◆ AIM OF THE EXERCISE ◆
A complete, word-for-word restatement of the entries is needed.

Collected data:
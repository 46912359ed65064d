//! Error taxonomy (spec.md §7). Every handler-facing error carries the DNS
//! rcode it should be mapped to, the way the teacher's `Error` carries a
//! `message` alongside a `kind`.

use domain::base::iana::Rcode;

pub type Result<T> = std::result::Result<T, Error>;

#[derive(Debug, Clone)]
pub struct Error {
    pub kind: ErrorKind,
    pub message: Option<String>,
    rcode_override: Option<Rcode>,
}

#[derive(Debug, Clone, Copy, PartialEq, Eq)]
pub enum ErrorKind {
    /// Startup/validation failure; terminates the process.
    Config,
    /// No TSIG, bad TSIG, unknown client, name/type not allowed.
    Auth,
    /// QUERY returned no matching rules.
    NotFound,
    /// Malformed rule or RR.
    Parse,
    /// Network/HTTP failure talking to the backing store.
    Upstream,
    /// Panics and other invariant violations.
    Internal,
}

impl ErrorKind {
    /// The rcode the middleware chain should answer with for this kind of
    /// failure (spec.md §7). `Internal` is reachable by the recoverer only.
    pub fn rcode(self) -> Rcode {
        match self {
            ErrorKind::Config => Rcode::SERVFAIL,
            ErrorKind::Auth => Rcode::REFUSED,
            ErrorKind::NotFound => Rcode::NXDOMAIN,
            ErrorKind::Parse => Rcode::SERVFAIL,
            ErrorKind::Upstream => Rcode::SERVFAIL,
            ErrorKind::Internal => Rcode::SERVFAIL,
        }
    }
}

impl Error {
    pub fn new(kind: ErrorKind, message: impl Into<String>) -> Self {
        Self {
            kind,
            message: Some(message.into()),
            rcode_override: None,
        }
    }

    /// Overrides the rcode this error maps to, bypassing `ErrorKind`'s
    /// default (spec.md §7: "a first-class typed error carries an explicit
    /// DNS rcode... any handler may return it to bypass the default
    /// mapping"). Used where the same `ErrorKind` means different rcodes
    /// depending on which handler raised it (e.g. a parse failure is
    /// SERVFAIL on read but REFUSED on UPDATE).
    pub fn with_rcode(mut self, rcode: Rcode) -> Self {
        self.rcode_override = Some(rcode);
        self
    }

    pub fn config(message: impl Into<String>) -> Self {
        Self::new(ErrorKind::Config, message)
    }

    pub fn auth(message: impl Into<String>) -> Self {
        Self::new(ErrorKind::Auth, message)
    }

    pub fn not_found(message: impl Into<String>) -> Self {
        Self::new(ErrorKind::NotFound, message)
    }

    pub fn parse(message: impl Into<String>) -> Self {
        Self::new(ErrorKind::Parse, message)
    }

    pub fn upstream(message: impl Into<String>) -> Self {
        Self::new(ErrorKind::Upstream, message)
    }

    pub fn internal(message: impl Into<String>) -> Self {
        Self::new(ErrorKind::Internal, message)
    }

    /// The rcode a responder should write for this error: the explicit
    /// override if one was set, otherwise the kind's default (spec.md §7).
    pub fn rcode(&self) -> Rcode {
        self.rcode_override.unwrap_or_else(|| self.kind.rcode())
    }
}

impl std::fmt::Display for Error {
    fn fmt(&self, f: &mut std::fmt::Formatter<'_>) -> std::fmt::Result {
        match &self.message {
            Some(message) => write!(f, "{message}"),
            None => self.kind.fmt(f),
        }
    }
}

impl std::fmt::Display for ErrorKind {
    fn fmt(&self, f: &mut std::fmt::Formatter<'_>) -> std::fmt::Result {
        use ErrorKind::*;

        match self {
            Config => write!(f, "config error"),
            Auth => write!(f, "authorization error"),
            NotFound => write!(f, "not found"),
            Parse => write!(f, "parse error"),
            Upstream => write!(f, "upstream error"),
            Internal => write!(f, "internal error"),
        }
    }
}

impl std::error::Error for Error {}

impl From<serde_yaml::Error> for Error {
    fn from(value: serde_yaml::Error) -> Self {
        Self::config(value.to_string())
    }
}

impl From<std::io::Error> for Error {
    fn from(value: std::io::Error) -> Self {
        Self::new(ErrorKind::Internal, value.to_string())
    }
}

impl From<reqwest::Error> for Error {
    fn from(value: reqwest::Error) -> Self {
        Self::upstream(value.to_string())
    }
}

◆ REPLY ◆
repository 46912359ed65064d
//! Error taxonomy (spec.md §7). Every handler-facing error carries the DNS
//! rcode it should be mapped to, the way the teacher's `Error` carries a
//! `message` alongside a `kind`.

use domain::base::iana::Rcode;

pub type Result<T> = std::result::Result<T, Error>;

#[derive(Debug, Clone)]
pub struct Error {
    pub kind: ErrorKind,
    pub message: Option<String>,
    rcode_override: Option<Rcode>,
}

#[derive(Debug, Clone, Copy, PartialEq, Eq)]
pub enum ErrorKind {
    /// Startup/validation failure; terminates the process.
    Config,
    /// No TSIG, bad TSIG, unknown client, name/type not allowed.
    Auth,
    /// QUERY returned no matching rules.
    NotFound,
    /// Malformed rule or RR.
    Parse,
    /// Network/HTTP failure talking to the backing store.
    Upstream,
    /// Panics and other invariant violations.
    Internal,
}

impl ErrorKind {
    /// The rcode the middleware chain should answer with for this kind of
    /// failure (spec.md §7). `Internal` is reachable by the recoverer only.
    pub fn rcode(self) -> Rcode {
        match self {
            ErrorKind::Config => Rcode::SERVFAIL,
            ErrorKind::Auth => Rcode::REFUSED,
            ErrorKind::NotFound => Rcode::NXDOMAIN,
            ErrorKind::Parse => Rcode::SERVFAIL,
            ErrorKind::Upstream => Rcode::SERVFAIL,
            ErrorKind::Internal => Rcode::SERVFAIL,
        }
    }
}

impl Error {
    pub fn new(kind: ErrorKind, message: impl Into<String>) -> Self {
        Self {
            kind,
            message: Some(message.into()),
            rcode_override: None,
        }
    }

    /// Overrides the rcode this error maps to, bypassing `ErrorKind`'s
    /// default (spec.md §7: "a first-class typed error carries an explicit
    /// DNS rcode... any handler may return it to bypass the default
    /// mapping"). Used where the same `ErrorKind` means different rcodes
    /// depending on which handler raised it (e.g. a parse failure is
    /// SERVFAIL on read but REFUSED on UPDATE).
    pub fn with_rcode(mut self, rcode: Rcode) -> Self {
        self.rcode_override = Some(rcode);
        self
    }

    pub fn config(message: impl Into<String>) -> Self {
        Self::new(ErrorKind::Config, message)
    }

    pub fn auth(message: impl Into<String>) -> Self {
        Self::new(ErrorKind::Auth, message)
    }

    pub fn not_found(message: impl Into<String>) -> Self {
        Self::new(ErrorKind::NotFound, message)
    }

    pub fn parse(message: impl Into<String>) -> Self {
        Self::new(ErrorKind::Parse, message)
    }

    pub fn upstream(message: impl Into<String>) -> Self {
        Self::new(ErrorKind::Upstream, message)
    }

    pub fn internal(message: impl Into<String>) -> Self {
        Self::new(ErrorKind::Internal, message)
    }

    /// The rcode a responder should write for this error: the explicit
    /// override if one was set, otherwise the kind's default (spec.md §7).
    pub fn rcode(&self) -> Rcode {
        self.rcode_override.unwrap_or_else(|| self.kind.rcode())
    }
}

impl std::fmt::Display for Error {
    fn fmt(&self, f: &mut std::fmt::Formatter<'_>) -> std::fmt::Result {
        match &self.message {
            Some(message) => write!(f, "{message}"),
            None => self.kind.fmt(f),
        }
    }
}

impl std::fmt::Display for ErrorKind {
    fn fmt(&self, f: &mut std::fmt::Formatter<'_>) -> std::fmt::Result {
        use ErrorKind::*;

        match self {
            Config => write!(f, "config error"),
            Auth => write!(f, "authorization error"),
            NotFound => write!(f, "not found"),
            Parse => write!(f, "parse error"),
            Upstream => write!(f, "upstream error"),
            Internal => write!(f, "internal error"),
        }
    }
}

impl std::error::Error for Error {}

impl From<serde_yaml::Error> for Error {
    fn from(value: serde_yaml::Error) -> Self {
        Self::config(value.to_string())
    }
}

impl From<std::io::Error> for Error {
    fn from(value: std::io::Error) -> Self {
        Self::new(ErrorKind::Internal, value.to_string())
    }
}

impl From<reqwest::Error> for Error {
    fn from(value: reqwest::Error) -> Self {
        Self::upstream(value.to_string())
    }
}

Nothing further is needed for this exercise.